Within the scope of accommodations in the main house and guest house, many rooms include seating areas, private patios and well-appointed bathrooms.  The Vineyard Vines Suite celebrates the colors and vivacious patterns of the preppy brand.  Guests love hanging out in the late afternoon in the secluded outdoor courtyard with upholstered sofas and chairs, fire pits and BYOB cocktail mixers.  Delicious breakfasts are served in the marine blue and white horizontally striped dining room outfitted with pale blue banquette seating.       

 


                               21 Broad St, Nantucket, MA

If you can’t get in there, 21 Broad is a sanctuary of throw-away chic.  Housed in the former restaurant of the same name, the hostelry features inviting, mostly white  bedrooms, enlivened with pops of vibrant colors such as citrus, teal and orange. Guests enjoy the steam room and love to gather around the fire pit on the back deck.

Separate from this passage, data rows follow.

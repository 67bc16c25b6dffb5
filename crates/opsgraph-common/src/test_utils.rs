//! Test utilities and shared test helpers for OpsGraph.
//!
//! Fixtures here build small but schema-faithful workbooks so that loader,
//! transform and report tests can run against real `.xlsx` files.

use chrono::{Datelike, Duration, NaiveDate};
use rust_xlsxwriter::{Workbook, XlsxError};
use std::path::Path;
use std::sync::Once;
use tracing_subscriber::{fmt, EnvFilter};

/// Initialize test logging once per test run.
static INIT: Once = Once::new();

/// Initialize logging for tests with a sensible default configuration.
/// This function is safe to call multiple times and will only initialize once.
pub fn init_test_logging() {
    INIT.call_once(|| {
        let filter = EnvFilter::try_from_default_env().unwrap_or_else(|_| EnvFilter::new("debug"));
        let _ = fmt().with_test_writer().with_env_filter(filter).try_init();
    });
}

/// Test fixture for creating a calendar date.
pub fn mock_date(year: i32, month: u32, day: u32) -> NaiveDate {
    NaiveDate::from_ymd_opt(year, month, day).expect("valid fixture date")
}

/// Create a temporary directory for tests that automatically cleans up.
pub fn create_temp_dir() -> tempfile::TempDir {
    tempfile::tempdir().expect("Failed to create temporary directory")
}

/// Assert that two floating point numbers are approximately equal within a tolerance.
pub fn assert_approx_eq(left: f64, right: f64, tolerance: f64) {
    let diff = (left - right).abs();
    assert!(
        diff <= tolerance,
        "assertion failed: `{left}` is not approximately equal to `{right}` (tolerance: {tolerance}, diff: {diff})"
    );
}

/// Encodes a date the way the warehouse export does: `YYYYMMDD` as a number.
pub fn day_number(date: NaiveDate) -> f64 {
    f64::from(date.year() * 10_000) + f64::from(date.month() * 100 + date.day())
}

/// One cell of a fixture sheet.
#[derive(Debug, Clone, PartialEq)]
pub enum FixtureCell {
    /// Numeric cell.
    Number(f64),
    /// Text cell.
    Text(String),
    /// Blank cell.
    Empty,
}

impl From<f64> for FixtureCell {
    fn from(value: f64) -> Self {
        Self::Number(value)
    }
}

impl From<i32> for FixtureCell {
    fn from(value: i32) -> Self {
        Self::Number(f64::from(value))
    }
}

impl From<&str> for FixtureCell {
    fn from(value: &str) -> Self {
        Self::Text(value.to_string())
    }
}

impl From<String> for FixtureCell {
    fn from(value: String) -> Self {
        Self::Text(value)
    }
}

/// A named sheet with a header row and data rows.
#[derive(Debug, Clone)]
pub struct FixtureSheet {
    /// Sheet name.
    pub name: String,
    /// Header row.
    pub headers: Vec<String>,
    /// Data rows, each as long as `headers`.
    pub rows: Vec<Vec<FixtureCell>>,
}

impl FixtureSheet {
    /// Creates an empty sheet with the given header.
    pub fn new(name: &str, headers: &[&str]) -> Self {
        Self {
            name: name.to_string(),
            headers: headers.iter().map(|h| (*h).to_string()).collect(),
            rows: Vec::new(),
        }
    }

    /// Appends a data row.
    pub fn push_row(&mut self, row: Vec<FixtureCell>) {
        self.rows.push(row);
    }
}

/// Writes the sheets to an `.xlsx` file at `path`.
pub fn write_workbook(path: &Path, sheets: &[FixtureSheet]) -> Result<(), XlsxError> {
    let mut workbook = Workbook::new();
    for sheet in sheets {
        let worksheet = workbook.add_worksheet();
        worksheet.set_name(&sheet.name)?;
        for (col, header) in sheet.headers.iter().enumerate() {
            worksheet.write_string(0, col_index(col), header.as_str())?;
        }
        for (row_idx, row) in sheet.rows.iter().enumerate() {
            let row_num = u32::try_from(row_idx + 1).expect("fixture row fits in u32");
            for (col, cell) in row.iter().enumerate() {
                match cell {
                    FixtureCell::Number(n) => {
                        worksheet.write_number(row_num, col_index(col), *n)?;
                    }
                    FixtureCell::Text(s) => {
                        worksheet.write_string(row_num, col_index(col), s.as_str())?;
                    }
                    FixtureCell::Empty => {}
                }
            }
        }
    }
    workbook.save(path)?;
    Ok(())
}

fn col_index(col: usize) -> u16 {
    u16::try_from(col).expect("fixture column fits in u16")
}
//! Rank-and-bucket transform and date ranking.
//!
//! Long-tail entities (channels, spend activities, acquisition sources) are
//! ranked by a summed metric over a recent window. Everything past the
//! cut-off is relabelled as one "others" entity before re-aggregation.

use crate::aggregate::aggregate;
use crate::table::{ColumnKind, Table, Value};
use chrono::Duration;
use indexmap::IndexMap;
use opsgraph_common::{OpsGraphError, Result};
use std::collections::{BTreeSet, HashMap};
use tracing::debug;

/// Rows considered when ranking.
#[derive(Debug, Clone, PartialEq)]
pub enum Window {
    /// Every row.
    All,
    /// The last `count` periods of a numeric period column: `period > max - count`.
    LastPeriods {
        /// Period column, e.g. `weekid`.
        column: String,
        /// Number of periods kept.
        count: u32,
    },
    /// A trailing day range: `max - days <= date <= max`.
    TrailingDays {
        /// Date column, e.g. `day`.
        column: String,
        /// Width of the range in days.
        days: i64,
    },
}

impl Window {
    /// Last `count` periods of `column`.
    pub fn last_periods(column: &str, count: u32) -> Self {
        Self::LastPeriods {
            column: column.to_string(),
            count,
        }
    }

    /// Trailing `days` of `column`.
    pub fn trailing_days(column: &str, days: i64) -> Self {
        Self::TrailingDays {
            column: column.to_string(),
            days,
        }
    }
}

/// Which ranks collapse into the others bucket.
///
/// Each call site states its cut-off literally.
#[derive(Debug, Clone, Copy, PartialEq, Eq)]
pub enum RankCutoff {
    /// `rank > n` is bucketed.
    Above(usize),
    /// `rank >= n` is bucketed.
    AtOrAbove(usize),
}

impl RankCutoff {
    /// Whether a 1-based rank is bucketed.
    pub const fn buckets(self, rank: usize) -> bool {
        match self {
            Self::Above(n) => rank > n,
            Self::AtOrAbove(n) => rank >= n,
        }
    }

    /// Number of entities kept.
    pub const fn retained(self) -> usize {
        match self {
            Self::Above(n) => n,
            Self::AtOrAbove(n) => n.saturating_sub(1),
        }
    }
}

/// One ranked entity.
#[derive(Debug, Clone, PartialEq)]
pub struct RankedEntity {
    /// Group key as text.
    pub key: String,
    /// Metric summed over the window.
    pub total: f64,
    /// 1-based rank, descending by total, ties by first appearance.
    pub rank: usize,
}

/// Parameters of one rank-and-bucket call.
#[derive(Debug, Clone, PartialEq)]
pub struct BucketRule {
    /// Column holding the entity key.
    pub group_key: String,
    /// Column ranked on.
    pub metric: String,
    /// Rows considered when ranking.
    pub window: Window,
    /// Ranks that collapse.
    pub cutoff: RankCutoff,
    /// Replacement key for collapsed entities.
    pub others_label: String,
    /// Output group-by columns.
    pub dims: Vec<String>,
    /// Output summed columns.
    pub metrics: Vec<String>,
}

impl BucketRule {
    /// Starts a rule ranking `group_key` by `metric`.
    pub fn new(group_key: &str, metric: &str) -> Self {
        Self {
            group_key: group_key.to_string(),
            metric: metric.to_string(),
            window: Window::All,
            cutoff: RankCutoff::Above(9),
            others_label: "others".to_string(),
            dims: vec![group_key.to_string()],
            metrics: vec![metric.to_string()],
        }
    }

    /// Sets the ranking window.
    #[must_use]
    pub fn window(mut self, window: Window) -> Self {
        self.window = window;
        self
    }

    /// Sets the cut-off.
    #[must_use]
    pub const fn cutoff(mut self, cutoff: RankCutoff) -> Self {
        self.cutoff = cutoff;
        self
    }

    /// Sets the others label.
    #[must_use]
    pub fn others_label(mut self, label: &str) -> Self {
        self.others_label = label.to_string();
        self
    }

    /// Sets the output dimensions.
    #[must_use]
    pub fn dims(mut self, dims: &[&str]) -> Self {
        self.dims = dims.iter().map(|d| (*d).to_string()).collect();
        self
    }

    /// Sets the summed metrics.
    #[must_use]
    pub fn metrics(mut self, metrics: &[&str]) -> Self {
        self.metrics = metrics.iter().map(|m| (*m).to_string()).collect();
        self
    }
}

/// Restricts a table to a window.
pub fn window_rows(table: &Table, window: &Window) -> Result<Table> {
    match window {
        Window::All => Ok(table.clone()),
        Window::LastPeriods { column, count } => {
            let Some(max) = table.max_number(column)? else {
                return Ok(table.filter(|_| false));
            };
            let floor = max - f64::from(*count);
            Ok(table.filter(|row| row.get(column).and_then(Value::as_f64).is_some_and(|p| p > floor)))
        }
        Window::TrailingDays { column, days } => {
            let Some(max) = table.max_date(column)? else {
                return Ok(table.filter(|_| false));
            };
            let start = max - Duration::days(*days);
            Ok(table.filter(|row| row.date(column).is_some_and(|d| d >= start && d <= max)))
        }
    }
}

/// Ranks entities by summed metric, descending, ties in first-seen order.
pub fn rank_groups(table: &Table, key: &str, metric: &str) -> Result<Vec<RankedEntity>> {
    table.schema().require(key)?;
    table.schema().require(metric)?;

    let mut totals: IndexMap<String, f64> = IndexMap::new();
    for row in table.rows() {
        *totals.entry(row.text(key)).or_insert(0.0) += row.num(metric);
    }

    let mut ranked: Vec<(String, f64)> = totals.into_iter().collect();
    // sort_by is stable, which gives the "first" tie-break
    ranked.sort_by(|a, b| b.1.total_cmp(&a.1));

    Ok(ranked
        .into_iter()
        .enumerate()
        .map(|(i, (key, total))| RankedEntity {
            key,
            total,
            rank: i + 1,
        })
        .collect())
}

/// Relabels entities past the cut-off (or unranked) with the others label.
///
/// Returns the full input with the group key rewritten as text.
pub fn relabel_long_tail(table: &Table, rule: &BucketRule) -> Result<Table> {
    let windowed = window_rows(table, &rule.window)?;
    let ranks: HashMap<String, usize> = rank_groups(&windowed, &rule.group_key, &rule.metric)?
        .into_iter()
        .map(|e| (e.key, e.rank))
        .collect();

    let relabelled = table.clone().derive(&rule.group_key, ColumnKind::Text, |row| {
        let key = row.text(&rule.group_key);
        match ranks.get(&key) {
            Some(&rank) if !rule.cutoff.buckets(rank) => Value::Text(key),
            _ => Value::Text(rule.others_label.clone()),
        }
    })?;

    debug!(
        sheet = table.name(),
        key = rule.group_key.as_str(),
        ranked = ranks.len(),
        kept = ranks.values().filter(|&&r| !rule.cutoff.buckets(r)).count(),
        "Bucketed long tail"
    );
    Ok(relabelled)
}

/// Ranks, relabels the long tail and re-aggregates every given row.
///
/// The window only selects which rows feed the ranking; callers that want
/// windowed output trim the input with [`window_rows`] first.
pub fn bucket(table: &Table, rule: &BucketRule) -> Result<Table> {
    if rule.dims.is_empty() {
        return Err(OpsGraphError::validation("bucket needs at least one output dimension"));
    }
    let relabelled = relabel_long_tail(table, rule)?;
    let dims: Vec<&str> = rule.dims.iter().map(String::as_str).collect();
    let metrics: Vec<&str> = rule.metrics.iter().map(String::as_str).collect();
    aggregate(&relabelled, &dims, &metrics)
}

/// Adds a dense descending rank of a date column: the latest date is 1.
#[allow(clippy::cast_precision_loss)]
pub fn dense_rank_dates(table: Table, date_column: &str, rank_column: &str) -> Result<Table> {
    table.schema().require(date_column)?;
    let distinct: BTreeSet<_> = table.rows().filter_map(|r| r.date(date_column)).collect();
    let ranks: HashMap<_, usize> = distinct
        .into_iter()
        .rev()
        .enumerate()
        .map(|(i, d)| (d, i + 1))
        .collect();

    table.derive(rank_column, ColumnKind::Number, |row| {
        row.date(date_column)
            .and_then(|d| ranks.get(&d))
            .map_or(Value::Null, |&r| Value::Number(r as f64))
    })
}

#[cfg(test)]
mod tests {
    use super::*;
    use proptest::prelude::*;

    fn channels(codes: u32, weeks: u32) -> Table {
        let mut rows = Vec::new();
        for week in 1..=weeks {
            for code in 0..codes {
                rows.push(vec![
                    Value::Number(f64::from(week)),
                    Value::Text(format!("ch{code:02}")),
                    Value::Number(f64::from((codes - code) * 100)),
                    Value::Number(f64::from((codes - code) * 10)),
                ]);
            }
        }
        Table::build(
            "KPI_CHANNEL",
            &[
                ("weekid", ColumnKind::Number),
                ("affcode", ColumnKind::Text),
                ("wau", ColumnKind::Number),
                ("wnu", ColumnKind::Number),
            ],
            rows,
        )
    }

    fn channel_rule() -> BucketRule {
        BucketRule::new("affcode", "wau")
            .window(Window::last_periods("weekid", 6))
            .cutoff(RankCutoff::Above(9))
            .dims(&["weekid", "affcode"])
            .metrics(&["wau", "wnu"])
    }

    #[test]
    fn test_cutoff_boundaries() {
        assert!(!RankCutoff::Above(9).buckets(9));
        assert!(RankCutoff::Above(9).buckets(10));
        assert!(!RankCutoff::AtOrAbove(10).buckets(9));
        assert!(RankCutoff::AtOrAbove(10).buckets(10));
        assert_eq!(RankCutoff::AtOrAbove(9).retained(), 8);
        assert_eq!(RankCutoff::Above(9).retained(), 9);
    }

    #[test]
    fn test_window_last_periods() {
        let table = channels(2, 10);
        let windowed = window_rows(&table, &Window::last_periods("weekid", 6)).unwrap();
        let weeks = windowed.distinct("weekid").unwrap();
        assert_eq!(weeks.len(), 6);
        assert_eq!(weeks[0], Value::Number(5.0));
    }

    #[test]
    fn test_window_trailing_days() {
        let table = Table::build(
            "days",
            &[("day", ColumnKind::Number)],
            (0..100)
                .map(|i| {
                    let d = chrono::NaiveDate::from_ymd_opt(2024, 1, 1).unwrap() + Duration::days(i);
                    vec![Value::Date(d)]
                })
                .collect(),
        );
        let windowed = window_rows(&table, &Window::trailing_days("day", 90)).unwrap();
        assert_eq!(windowed.len(), 91);
    }

    #[test]
    fn test_twenty_channels_keep_nine() {
        let table = channels(20, 8);
        let rule = channel_rule();
        let windowed = window_rows(&table, &rule.window).unwrap();
        let out = bucket(&windowed, &rule).unwrap();

        let codes: BTreeSet<String> = out.texts("affcode").unwrap().into_iter().collect();
        assert_eq!(codes.len(), 10);
        assert!(codes.contains("ch08"));
        assert!(!codes.contains("ch09"));
        assert!(codes.contains("others"));

        // ch09..ch19 carry wau (20 - code) * 100 per week
        let expected: f64 = (9..20u32).map(|c| f64::from((20 - c) * 100)).sum();
        let week_eight = out.filter(|r| r.num("weekid") == 8.0 && r.text("affcode") == "others");
        assert_eq!(week_eight.len(), 1);
        assert_eq!(week_eight.sum("wau").unwrap(), expected);
    }

    #[test]
    fn test_unranked_groups_go_to_others() {
        let mut table = channels(3, 8);
        let late = Table::build(
            "extra",
            &[
                ("weekid", ColumnKind::Number),
                ("affcode", ColumnKind::Text),
                ("wau", ColumnKind::Number),
                ("wnu", ColumnKind::Number),
            ],
            vec![vec![1.0.into(), "legacy".into(), 1e6.into(), 0.0.into()]],
        );
        let mut rows = table.raw_rows().to_vec();
        rows.extend(late.raw_rows().iter().cloned());
        table = Table::new("KPI_CHANNEL", table.schema().clone(), rows);

        let out = bucket(&table, &channel_rule()).unwrap();
        let codes: BTreeSet<String> = out.texts("affcode").unwrap().into_iter().collect();
        assert!(!codes.contains("legacy"));
        assert!(codes.contains("others"));
    }

    #[test]
    fn test_ties_break_by_first_seen() {
        let table = Table::build(
            "ties",
            &[("k", ColumnKind::Text), ("m", ColumnKind::Number)],
            vec![
                vec!["b".into(), 5.0.into()],
                vec!["a".into(), 5.0.into()],
                vec!["c".into(), 9.0.into()],
            ],
        );
        let ranked = rank_groups(&table, "k", "m").unwrap();
        let keys: Vec<_> = ranked.iter().map(|e| e.key.as_str()).collect();
        assert_eq!(keys, vec!["c", "b", "a"]);
        assert_eq!(ranked[2].rank, 3);
    }

    #[test]
    fn test_dense_rank_dates() {
        let d = |day: u32| Value::Number(f64::from(20_240_100 + day));
        let table = Table::build(
            "act",
            &[("day", ColumnKind::Number)],
            vec![vec![d(1)], vec![d(8)], vec![d(8)], vec![d(15)], vec![Value::Null]],
        );
        let ranked = dense_rank_dates(table, "day", "row_number").unwrap();
        assert_eq!(ranked.numbers("row_number").unwrap(), vec![3.0, 2.0, 2.0, 1.0, 0.0]);
    }

    proptest! {
        #[test]
        fn prop_bucket_conserves_total_and_keeps_top_k(
            values in prop::collection::vec(0u32..1_000, 1..40),
            cutoff in 1usize..12,
        ) {
            let rows: Vec<Vec<Value>> = values
                .iter()
                .enumerate()
                .map(|(i, v)| vec![Value::Text(format!("k{}", i % 15)), Value::Number(f64::from(*v))])
                .collect();
            let table = Table::build("p", &[("k", ColumnKind::Text), ("m", ColumnKind::Number)], rows);
            let rule = BucketRule::new("k", "m").cutoff(RankCutoff::Above(cutoff)).others_label("others");
            let out = bucket(&table, &rule).unwrap();

            let before = table.sum("m").unwrap();
            let after = out.sum("m").unwrap();
            prop_assert!((before - after).abs() < 1e-6);

            let groups = table.distinct("k").unwrap().len();
            let named = out.texts("k").unwrap().into_iter().filter(|k| k != "others").count();
            prop_assert_eq!(named, groups.min(cutoff));
        }
    }
}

                                          The Christopher 
                    Oak Bluff's Hotel, Martha's Vineyard

Love Martha’s Vineyard without the crowds?   Book a room in one of
Lark’s three new hostelries.  In EdgartownThe Christopher offers a non pareil location overlooking the busy harbor, steps from a slew of fine and fun restaurants and shops. Inside, the pristine white Victorian structure, designer Reider ‘s insouciantly chic style graces every room with bright, happy colors.  Five-minutes away, The Sydney offers eight pristine accommodations above the award-winning l’etoile restaurant in the stunning white 1892 “gingerbready” house built by sea captain Charles W. Fisher.  A blowsy garden frames the lawn and outdoor chairs, where guests love relaxing with their favorite reads. Inside a gorgeous, curving staircase leads to the guest rooms.

 


The Sydney, Edgartown, Martha's Vineyard

 

 

     SummerCamp, Oak Bluff's Hotel, Martha's Vineyard

Across the island,  in Oak Bluffs, The Summercamp underscores the area’s history as an old-fashioned Methodist church summer camp grounds. It is also the site of America’s oldest carousel.  When you’re not admiring the gingerbread cottages of the still extant summer camp cottages, there are tons of casual eateries and a cool microbrewery where you are encouraged to throw peanut shells on the floor.

 

The Attwater, Liberty Street, Newport, RI 


The Lark Hotel Group also celebrates Rhode Island in a big way. xoffers 17 rooms in the main building and next door Urban Beach House. Here various shades of blue and turquoise co-exist happily with bright oranges, apple greens and black, while much of the furniture (for sale as “Newport Unconventional” brand), features shiny lacquer finishes in a nod to the town’s sailing traditions.

 

Gilded, Newport, RI 


Not far, on Brinley Street, Gilded features an off-beat atmosphere of more bright hues including fushia, purple and turquoise, in 17 bedrooms in two connected 19th century buildings, that mimic the glitter of Newport’s Gilded Age.  At the entrance, a thoroughly faux gilded lion greets visitors while surprising geranium pink wallpaper sets the tone in the drawing room. Curated savory and sweet breakfasts are served on what else but, gilded tables and chairs in the connector between the two buildings.       . 

Guests should be aware that the Lark brand’s penchant for “re-imagining” wonderful vintage properties always translates into a non-fussy, light-hearted touch, but does not necessarily mean that there is elevator service to the upper floors, where many of the guest rooms are located.  If you need extra assistance with navigating stairs or baggage handling, always inquire before you book. Otherwise, enjoy your carefree, no-hassle, off-season holiday in this array of new hotels in  some of the most popular East Coast locations.